Whoever gets the appointment will serve the remaining nine months left in Bunker’s term of office.
Meanwhile, Bunker’s resolution expressing “no confidence” by the commission in Shelby County Elections Administrator Richard Holden was approved by the commission.
Bunker said some local Republicans had urged him privately not to pursue the resolution for the sake of party unity. But Bunker said election problems under Holden’s tenure have been too numerous and sustained not to act in some way.
He cited, in his resolution, state audits critical of local elections in 2012 as well as a Chancery Court decision ordering a new election for a Shelby County Schools board seat that is pending on appeal.
The resolution has no direct effect on Holden’s tenure. He is hired or fired by the five-member Shelby County Election Commission. And two previous attempts by the Democratic minority on the body to remove Holden have been defeated in 2-3 party-line votes.

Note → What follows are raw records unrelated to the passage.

//! Wall-clock timing for frame statistics.

use std::time::{Duration, Instant};

/// Measures elapsed time and counts frames against it.
#[derive(Debug)]
pub struct Timer {
    start: Instant,
    frames: u64,
}

impl Timer {
    /// Create a new timer, starting from now.
    pub fn new() -> Self {
        Self {
            start: Instant::now(),
            frames: 0,
        }
    }

    /// Get the total elapsed time since the timer was created.
    pub fn elapsed(&self) -> Duration {
        self.start.elapsed()
    }

    /// Record one completed frame.
    pub fn tick(&mut self) {
        self.frames += 1;
    }

    /// Number of frames recorded with [`tick`](Self::tick).
    pub fn frames(&self) -> u64 {
        self.frames
    }

    /// Average frames per second over the whole lifetime of the timer.
    ///
    /// Returns 0 when no measurable time has passed.
    pub fn average_fps(&self) -> f64 {
        Self::rate(self.frames, self.elapsed())
    }

    fn rate(frames: u64, elapsed: Duration) -> f64 {
        let secs = elapsed.as_secs_f64();
        if secs <= f64::EPSILON {
            0.0
        } else {
            frames as f64 / secs
        }
    }
}

impl Default for Timer {
    fn default() -> Self {
        Self::new()
    }
}

#[cfg(test)]
mod tests {
    use super::*;

    #[test]
    fn test_tick_counts_frames() {
        let mut timer = Timer::new();
        timer.tick();
        timer.tick();
        timer.tick();
        assert_eq!(timer.frames(), 3);
    }

    #[test]
    fn test_rate() {
        assert_eq!(Timer::rate(120, Duration::from_secs(2)), 60.0);
        assert_eq!(Timer::rate(10, Duration::ZERO), 0.0);
    }
}
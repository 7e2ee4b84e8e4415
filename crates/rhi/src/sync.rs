//! Semaphores order queue operations against each other, fences let the host
//! wait for a submission. [`FrameSync`] bundles what one frame slot needs.
//!
//! # Example
//!
//! ```no_run
//! use std::sync::Arc;
//! use trigon_rhi::device::Device;
//! use trigon_rhi::sync::FrameSync;
//!
//! # fn example(device: Arc<Device>) -> Result<(), trigon_rhi::RhiError> {
//! let sync = FrameSync::new(device)?;
//!
//! // The fence starts signaled, so the first wait returns at once.
//! sync.in_flight_fence().wait(u64::MAX)?;
//! sync.in_flight_fence().reset()?;
//! # Ok(())
//! # }
//! ```

use std::sync::Arc;

use ash::vk;
use tracing::debug;

use crate::device::Device;
use crate::error::{RhiError, RhiResult};

/// Binary semaphore, created unsignaled.
pub struct Semaphore {
    device: Arc<Device>,
    semaphore: vk::Semaphore,
}

impl Semaphore {
    /// # Errors
    ///
    /// Returns [`RhiError::SyncObjectCreate`] if creation fails.
    pub fn new(device: Arc<Device>) -> RhiResult<Self> {
        let create_info = vk::SemaphoreCreateInfo::default();

        let semaphore = unsafe {
            device
                .handle()
                .create_semaphore(&create_info, None)
                .map_err(RhiError::SyncObjectCreate)?
        };

        debug!("Created semaphore");

        Ok(Self { device, semaphore })
    }

    #[inline]
    pub fn handle(&self) -> vk::Semaphore {
        self.semaphore
    }
}

impl Drop for Semaphore {
    fn drop(&mut self) {
        unsafe {
            self.device.handle().destroy_semaphore(self.semaphore, None);
        }
        debug!("Destroyed semaphore");
    }
}

pub struct Fence {
    device: Arc<Device>,
    fence: vk::Fence,
}

impl Fence {
    /// A fence that is waited on before anything has been submitted against it
    /// must start `signaled`, or the first wait never returns.
    ///
    /// # Errors
    ///
    /// Returns [`RhiError::SyncObjectCreate`] if creation fails.
    pub fn new(device: Arc<Device>, signaled: bool) -> RhiResult<Self> {
        let flags = if signaled {
            vk::FenceCreateFlags::SIGNALED
        } else {
            vk::FenceCreateFlags::empty()
        };

        let create_info = vk::FenceCreateInfo::default().flags(flags);

        let fence = unsafe {
            device
                .handle()
                .create_fence(&create_info, None)
                .map_err(RhiError::SyncObjectCreate)?
        };

        debug!(
            "Created fence ({})",
            if signaled { "signaled" } else { "unsignaled" }
        );

        Ok(Self { device, fence })
    }

    #[inline]
    pub fn handle(&self) -> vk::Fence {
        self.fence
    }

    /// Blocks for at most `timeout` nanoseconds; `u64::MAX` waits forever.
    ///
    /// # Errors
    ///
    /// [`RhiError::Vulkan`] with `TIMEOUT` or `ERROR_DEVICE_LOST`.
    pub fn wait(&self, timeout: u64) -> RhiResult<()> {
        let fences = [self.fence];
        unsafe {
            self.device
                .handle()
                .wait_for_fences(&fences, true, timeout)?
        };
        Ok(())
    }

    /// The fence must not be pending on any queue.
    pub fn reset(&self) -> RhiResult<()> {
        let fences = [self.fence];
        unsafe { self.device.handle().reset_fences(&fences)? };
        Ok(())
    }
}

impl Drop for Fence {
    fn drop(&mut self) {
        unsafe {
            self.device.handle().destroy_fence(self.fence, None);
        }
        debug!("Destroyed fence");
    }
}

/// Synchronization objects for one frame slot.
///
/// ```text
/// 1. wait in_flight_fence            (slot's previous submit has finished)
/// 2. acquire  -> signals image_available
/// 3. reset in_flight_fence
/// 4. submit   waits image_available at COLOR_ATTACHMENT_OUTPUT,
///             signals render_finished and in_flight_fence
/// 5. present  waits render_finished
/// ```
///
/// Fields drop in declaration order: both semaphores, then the fence.
pub struct FrameSync {
    /// Signaled when the acquired swapchain image is ready for rendering.
    image_available_semaphore: Semaphore,
    /// Signaled when the slot's draw has finished writing the image.
    render_finished_semaphore: Semaphore,
    /// Signaled when the slot's submission has completed on the GPU.
    in_flight_fence: Fence,
}

impl FrameSync {
    /// Creates two semaphores and a fence in the signaled state.
    ///
    /// # Errors
    ///
    /// Returns [`RhiError::SyncObjectCreate`] if any object fails to create;
    /// objects created before the failure are destroyed.
    pub fn new(device: Arc<Device>) -> RhiResult<Self> {
        let image_available_semaphore = Semaphore::new(device.clone())?;
        let render_finished_semaphore = Semaphore::new(device.clone())?;
        let in_flight_fence = Fence::new(device, true)?;

        Ok(Self {
            image_available_semaphore,
            render_finished_semaphore,
            in_flight_fence,
        })
    }

    #[inline]
    pub fn image_available_semaphore(&self) -> &Semaphore {
        &self.image_available_semaphore
    }

    #[inline]
    pub fn render_finished_semaphore(&self) -> &Semaphore {
        &self.render_finished_semaphore
    }

    #[inline]
    pub fn in_flight_fence(&self) -> &Fence {
        &self.in_flight_fence
    }
}

#[cfg(test)]
mod tests {
    use super::*;

    #[test]
    fn test_sync_objects_are_send_sync() {
        fn assert_send_sync<T: Send + Sync>() {}
        assert_send_sync::<Semaphore>();
        assert_send_sync::<Fence>();
        assert_send_sync::<FrameSync>();
    }

    #[test]
    fn test_create_failure_names_sync_object() {
        let err = RhiError::SyncObjectCreate(vk::Result::ERROR_OUT_OF_DEVICE_MEMORY);
        let message = err.to_string();
        assert!(message.contains("synchronization object"));
        assert!(message.contains("ERROR_OUT_OF_DEVICE_MEMORY"));
    }
}
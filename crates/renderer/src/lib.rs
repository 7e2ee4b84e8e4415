//! Triangle rendering on top of the RHI.
//!
//! This crate orchestrates the rendering process:
//! - Frame slots and the frame cursor
//! - The per-frame acquire, record, submit and present sequence
//! - Command recording for the triangle pass
//! - The [`Renderer`] owning the render pass, pipeline and framebuffers

pub mod frame;
pub mod frame_manager;
pub mod recording;
pub mod renderer;

pub use frame::FrameCursor;
pub use frame_manager::{Acquired, FrameBackend, FrameStatus, Presented, draw_frame};
pub use renderer::Renderer;

/// Maximum number of frames that can be in flight simultaneously.
pub const MAX_FRAMES_IN_FLIGHT: usize = 2;
//! Application configuration loaded from `trigon.toml`.
//!
//! Every section is optional; missing keys fall back to the defaults below.
//!
//! ```toml
//! [window]
//! width = 800
//! height = 600
//! title = "Vulkan App"
//!
//! [shaders]
//! vertex = "shaders/vert.spv"
//! fragment = "shaders/frag.spv"
//!
//! [debug]
//! validation = true
//! frame_limit = 60
//! ```

use std::path::{Path, PathBuf};

use serde::Deserialize;
use tracing::{debug, info};

use crate::error::{Error, Result};

/// Configuration file looked up in the working directory.
pub const CONFIG_FILE: &str = "trigon.toml";

/// Root configuration structure.
#[derive(Debug, Clone, Default, PartialEq, Deserialize)]
#[serde(default)]
pub struct AppConfig {
    pub window: WindowConfig,
    pub shaders: ShaderConfig,
    pub debug: DebugConfig,
}

/// Window settings.
#[derive(Debug, Clone, PartialEq, Deserialize)]
#[serde(default)]
pub struct WindowConfig {
    pub width: u32,
    pub height: u32,
    pub title: String,
}

impl Default for WindowConfig {
    fn default() -> Self {
        Self {
            width: 800,
            height: 600,
            title: "Vulkan App".to_string(),
        }
    }
}

/// Locations of the pre-built SPIR-V blobs, relative to the working directory.
#[derive(Debug, Clone, PartialEq, Deserialize)]
#[serde(default)]
pub struct ShaderConfig {
    pub vertex: PathBuf,
    pub fragment: PathBuf,
}

impl Default for ShaderConfig {
    fn default() -> Self {
        Self {
            vertex: PathBuf::from("shaders/vert.spv"),
            fragment: PathBuf::from("shaders/frag.spv"),
        }
    }
}

/// Debug settings.
#[derive(Debug, Clone, Default, PartialEq, Deserialize)]
#[serde(default)]
pub struct DebugConfig {
    /// Overrides the build-time validation toggle when set.
    pub validation: Option<bool>,
    /// Stop after this many presented frames.
    pub frame_limit: Option<u64>,
}

impl AppConfig {
    /// Load `trigon.toml` from the working directory, falling back to defaults
    /// when the file does not exist.
    pub fn load() -> Result<Self> {
        Self::load_from_path(CONFIG_FILE)
    }

    /// Load configuration from a specific path.
    pub fn load_from_path<P: AsRef<Path>>(path: P) -> Result<Self> {
        let path = path.as_ref();

        if !path.exists() {
            debug!("Config file not found at {:?}, using defaults", path);
            return Ok(Self::default());
        }

        let content = std::fs::read_to_string(path)?;
        let config = Self::from_toml(&content)
            .map_err(|e| Error::Config(format!("{}: {}", path.display(), e)))?;

        info!("Loaded configuration from {:?}", path);
        Ok(config)
    }

    /// Parse configuration from TOML text.
    pub fn from_toml(content: &str) -> Result<Self> {
        toml::from_str(content).map_err(|e| Error::Config(e.to_string()))
    }

    /// Whether the validation layer should be requested.
    ///
    /// Debug builds enable it and release builds disable it, unless the
    /// `[debug] validation` key says otherwise.
    pub fn validation_enabled(&self) -> bool {
        self.debug.validation.unwrap_or(cfg!(debug_assertions))
    }
}

#[cfg(test)]
mod tests {
    use super::*;

    #[test]
    fn test_defaults() {
        let config = AppConfig::default();
        assert_eq!(config.window.width, 800);
        assert_eq!(config.window.height, 600);
        assert_eq!(config.window.title, "Vulkan App");
        assert_eq!(config.shaders.vertex, PathBuf::from("shaders/vert.spv"));
        assert_eq!(config.shaders.fragment, PathBuf::from("shaders/frag.spv"));
        assert_eq!(config.debug.frame_limit, None);
    }

    #[test]
    fn test_empty_document_is_default() {
        let config = AppConfig::from_toml("").unwrap();
        assert_eq!(config, AppConfig::default());
    }

    #[test]
    fn test_partial_sections() {
        let config = AppConfig::from_toml(
            r#"
            [window]
            title = "Triangle"

            [debug]
            frame_limit = 60
            "#,
        )
        .unwrap();

        assert_eq!(config.window.title, "Triangle");
        assert_eq!(config.window.width, 800);
        assert_eq!(config.debug.frame_limit, Some(60));
        assert_eq!(config.shaders, ShaderConfig::default());
    }

    #[test]
    fn test_validation_override() {
        let mut config = AppConfig::default();
        assert_eq!(config.validation_enabled(), cfg!(debug_assertions));

        config.debug.validation = Some(false);
        assert!(!config.validation_enabled());

        config.debug.validation = Some(true);
        assert!(config.validation_enabled());
    }

    #[test]
    fn test_malformed_document() {
        let result = AppConfig::from_toml("[window]\nwidth = \"wide\"");
        assert!(matches!(result, Err(Error::Config(_))));
    }

    #[test]
    fn test_missing_file_uses_defaults() {
        let config = AppConfig::load_from_path("does/not/exist/trigon.toml").unwrap();
        assert_eq!(config, AppConfig::default());
    }
}
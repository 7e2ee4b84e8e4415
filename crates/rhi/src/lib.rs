//! Vulkan abstraction layer (Render Hardware Interface).
//!
//! This crate provides owning wrappers over Vulkan objects using the `ash` crate.
//! It handles:
//! - Instance, debug messenger and surface creation
//! - Physical device selection and logical device creation
//! - Swapchain management
//! - Render pass, framebuffer and pipeline creation
//! - Command buffer recording and synchronization primitives
//!
//! Every wrapper destroys its handle on drop and logs the destruction. Objects
//! created from a [`device::Device`] hold an `Arc` to it, so the logical
//! device is destroyed last.

mod error;

pub mod command;
pub mod device;
pub mod framebuffer;
pub mod instance;
pub mod physical_device;
pub mod pipeline;
pub mod render_pass;
pub mod shader;
pub mod swapchain;
pub mod sync;

pub use error::{RhiError, RhiResult};

// Re-export ash types that users might need
pub use ash::vk;
//! Main renderer orchestration.
//!
//! This module provides the [`Renderer`] struct that owns every Vulkan object
//! needed to draw the triangle into a swapchain, and the Vulkan
//! implementation of [`FrameBackend`].

use std::path::Path;
use std::sync::Arc;

use ash::vk;
use tracing::{error, info};

use trigon_rhi::command::CommandPool;
use trigon_rhi::device::Device;
use trigon_rhi::framebuffer::{Framebuffer, create_framebuffers};
use trigon_rhi::pipeline::{GraphicsPipelineBuilder, Pipeline, PipelineLayout};
use trigon_rhi::render_pass::RenderPass;
use trigon_rhi::shader::{Shader, ShaderStage};
use trigon_rhi::swapchain::Swapchain;
use trigon_rhi::{RhiError, RhiResult};

use crate::frame::FrameCursor;
use crate::frame_manager::{self, Acquired, FrameBackend, FrameData, FrameStatus, Presented};
use crate::recording::{TriangleDraw, record_triangle};

/// Renders the triangle into the images of one swapchain.
///
/// # Resource Destruction Order
///
/// Drop waits for the device to go idle, then fields are dropped in
/// declaration order:
/// 1. Framebuffers
/// 2. Graphics pipeline
/// 3. Pipeline layout
/// 4. Render pass
/// 5. Per-frame semaphores and fences
/// 6. Command pool (frees the command buffers)
///
/// The swapchain is borrowed, not owned, and must outlive the renderer.
pub struct Renderer {
    /// One framebuffer per swapchain image view, in image order.
    framebuffers: Vec<Framebuffer>,
    pipeline: Pipeline,
    pipeline_layout: PipelineLayout,
    render_pass: RenderPass,
    /// Per-frame command buffers and sync objects.
    frames: Vec<FrameData>,
    command_pool: CommandPool,
    /// Frames presented so far; selects the frame slot.
    cursor: FrameCursor,
    /// Extent the pipeline and framebuffers were built for.
    extent: vk::Extent2D,
    device: Arc<Device>,
}

impl Renderer {
    /// Creates the renderer for `swapchain`.
    ///
    /// Loads the vertex and fragment SPIR-V from the given paths; both shader
    /// modules are destroyed again once the pipeline exists.
    ///
    /// # Errors
    ///
    /// Returns the error of the first construction step that fails. Objects
    /// created by earlier steps are destroyed on return.
    pub fn new(
        device: Arc<Device>,
        swapchain: &Swapchain,
        vertex_shader: &Path,
        fragment_shader: &Path,
    ) -> RhiResult<Self> {
        let extent = swapchain.extent();

        info!(
            "Initializing renderer ({}x{}, {} swapchain images)",
            extent.width,
            extent.height,
            swapchain.image_count()
        );

        let render_pass = RenderPass::new(device.clone(), swapchain.format())?;

        let (pipeline_layout, pipeline) = {
            let vertex = Shader::from_spirv_file(device.clone(), vertex_shader, ShaderStage::Vertex)?;
            let fragment =
                Shader::from_spirv_file(device.clone(), fragment_shader, ShaderStage::Fragment)?;

            let layout = PipelineLayout::empty(device.clone())?;
            let pipeline = Self::create_triangle_pipeline(
                device.clone(),
                &vertex,
                &fragment,
                &render_pass,
                &layout,
                extent,
            )?;

            (layout, pipeline)
        };

        let framebuffers =
            create_framebuffers(&device, &render_pass, swapchain.image_views(), extent)?;

        let command_pool = CommandPool::new(device.clone(), device.queue_families().graphics)?;
        let frames = FrameData::create_all(&device, &command_pool)?;

        info!("Renderer initialized");

        Ok(Self {
            framebuffers,
            pipeline,
            pipeline_layout,
            render_pass,
            frames,
            command_pool,
            cursor: FrameCursor::new(),
            extent,
            device,
        })
    }

    /// Creates the fixed-function pipeline for the hard-coded triangle.
    fn create_triangle_pipeline(
        device: Arc<Device>,
        vertex: &Shader,
        fragment: &Shader,
        render_pass: &RenderPass,
        layout: &PipelineLayout,
        extent: vk::Extent2D,
    ) -> RhiResult<Pipeline> {
        GraphicsPipelineBuilder::new()
            .vertex_shader(vertex)
            .fragment_shader(fragment)
            .viewport_extent(extent)
            .render_pass(render_pass, 0)
            .build(device, layout)
    }

    /// Draws one frame into `swapchain`.
    ///
    /// `swapchain` must be the swapchain the renderer was created for.
    ///
    /// # Errors
    ///
    /// Returns a per-frame error (acquire, record, submit, present) or a
    /// failed fence operation. An out-of-date swapchain is not an error.
    pub fn draw_frame(&mut self, swapchain: &Swapchain) -> RhiResult<FrameStatus> {
        debug_assert_eq!(swapchain.extent(), self.extent);

        let mut backend = VulkanFrames {
            device: &self.device,
            swapchain,
            frames: &self.frames,
            framebuffers: &self.framebuffers,
            render_pass: self.render_pass.handle(),
            pipeline: self.pipeline.handle(),
            extent: self.extent,
        };

        frame_manager::draw_frame(&mut self.cursor, &mut backend)
    }

    /// Number of frames submitted and presented so far.
    #[inline]
    pub fn frames_drawn(&self) -> u64 {
        self.cursor.frame_count()
    }

    /// Framebuffers in swapchain image order; `framebuffers()[i]` targets
    /// `swapchain.image_views()[i]`.
    #[inline]
    pub fn framebuffers(&self) -> &[Framebuffer] {
        &self.framebuffers
    }
}

impl Drop for Renderer {
    fn drop(&mut self) {
        // Frames still executing reference every object below.
        if let Err(e) = self.device.wait_idle() {
            error!(
                "Failed to wait for device idle during renderer drop: {:?}",
                e
            );
        }

        info!(
            "Destroying renderer after {} frames",
            self.cursor.frame_count()
        );
    }
}

/// [`FrameBackend`] over the renderer's Vulkan objects for one frame.
struct VulkanFrames<'a> {
    device: &'a Device,
    swapchain: &'a Swapchain,
    frames: &'a [FrameData],
    framebuffers: &'a [Framebuffer],
    render_pass: vk::RenderPass,
    pipeline: vk::Pipeline,
    extent: vk::Extent2D,
}

impl FrameBackend for VulkanFrames<'_> {
    type Error = RhiError;

    fn wait_for_slot(&mut self, slot: usize) -> RhiResult<()> {
        self.frames[slot].sync().in_flight_fence().wait(u64::MAX)
    }

    fn acquire_image(&mut self, slot: usize) -> RhiResult<Acquired> {
        let semaphore = self.frames[slot].sync().image_available_semaphore().handle();

        match self.swapchain.acquire_next_image(semaphore) {
            Ok((image_index, suboptimal)) => Ok(Acquired::Ready {
                image_index,
                suboptimal,
            }),
            Err(vk::Result::ERROR_OUT_OF_DATE_KHR) => Ok(Acquired::OutOfDate),
            Err(code) => Err(RhiError::Acquire(code)),
        }
    }

    fn reset_slot(&mut self, slot: usize) -> RhiResult<()> {
        self.frames[slot].sync().in_flight_fence().reset()
    }

    fn record(&mut self, slot: usize, image_index: u32) -> RhiResult<()> {
        let command_buffer = self.frames[slot].command_buffer();
        command_buffer.reset()?;

        let draw = TriangleDraw {
            render_pass: self.render_pass,
            framebuffer: self.framebuffers[image_index as usize].handle(),
            extent: self.extent,
            pipeline: self.pipeline,
        };

        record_triangle(command_buffer, &draw)
    }

    fn submit(&mut self, slot: usize) -> RhiResult<()> {
        let frame = &self.frames[slot];

        let wait_semaphores = [frame.sync().image_available_semaphore().handle()];
        let wait_stages = [vk::PipelineStageFlags::COLOR_ATTACHMENT_OUTPUT];
        let signal_semaphores = [frame.sync().render_finished_semaphore().handle()];
        let command_buffers = [frame.command_buffer().handle()];

        let submit_info = vk::SubmitInfo::default()
            .wait_semaphores(&wait_semaphores)
            .wait_dst_stage_mask(&wait_stages)
            .command_buffers(&command_buffers)
            .signal_semaphores(&signal_semaphores);

        unsafe {
            self.device
                .handle()
                .queue_submit(
                    self.device.graphics_queue(),
                    &[submit_info],
                    frame.sync().in_flight_fence().handle(),
                )
                .map_err(RhiError::Submit)
        }
    }

    fn present(&mut self, slot: usize, image_index: u32) -> RhiResult<Presented> {
        let wait_semaphore = self.frames[slot].sync().render_finished_semaphore().handle();

        match self
            .swapchain
            .present(self.device.present_queue(), image_index, wait_semaphore)
        {
            Ok(false) => Ok(Presented::Optimal),
            Ok(true) => Ok(Presented::Suboptimal),
            Err(vk::Result::ERROR_OUT_OF_DATE_KHR) => Ok(Presented::OutOfDate),
            Err(code) => Err(RhiError::Present(code)),
        }
    }
}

The commission also accepted a $982,485 state transportation grant for construction and engineering of the replacement of the Ward Road Bridge over Big Creek in north Shelby County. The acceptance includes a $1.3 million sub contract with Dement Construction Co. LLC. In addition to the state grant, the funding of the project includes another $407,160 in state gas tax funds for the project.
Commissioners sent back to committee a proposal from Memphis City Council member Lee Harris targeting “tax dead” properties for tax breaks and redevelopment incentives. Commissioner Mike Ritz proposed several amendments after he said the original provisions might have been open to some abuse by developers or might have encouraged property owners to not pay property taxes.
If approved by the commission and the council, the proposal’s next stop would be the Tennessee Attorney General’s office for a legal opinion. If the opinion upholds the legality of the program it would still have to then go back to the council and commission for approval in its final form.
With no debate, the commission rejected a joint resolution from the city council that called for the formation of a joint city-county committee to study expansion of the Memphis Cook Convention Center.
And commissioners approved $516,455 worth of replacement vehicles for the fleet of the Shelby County Sheriff’s Department from three dealers: Dobbs Ford, Serra Chevrolet and Sam Swope Automotive. Of the total, $516,455 comes from Sheriff’s department drug funds and the remaining $134,904 is from the Sheriff’s Department general fund budget.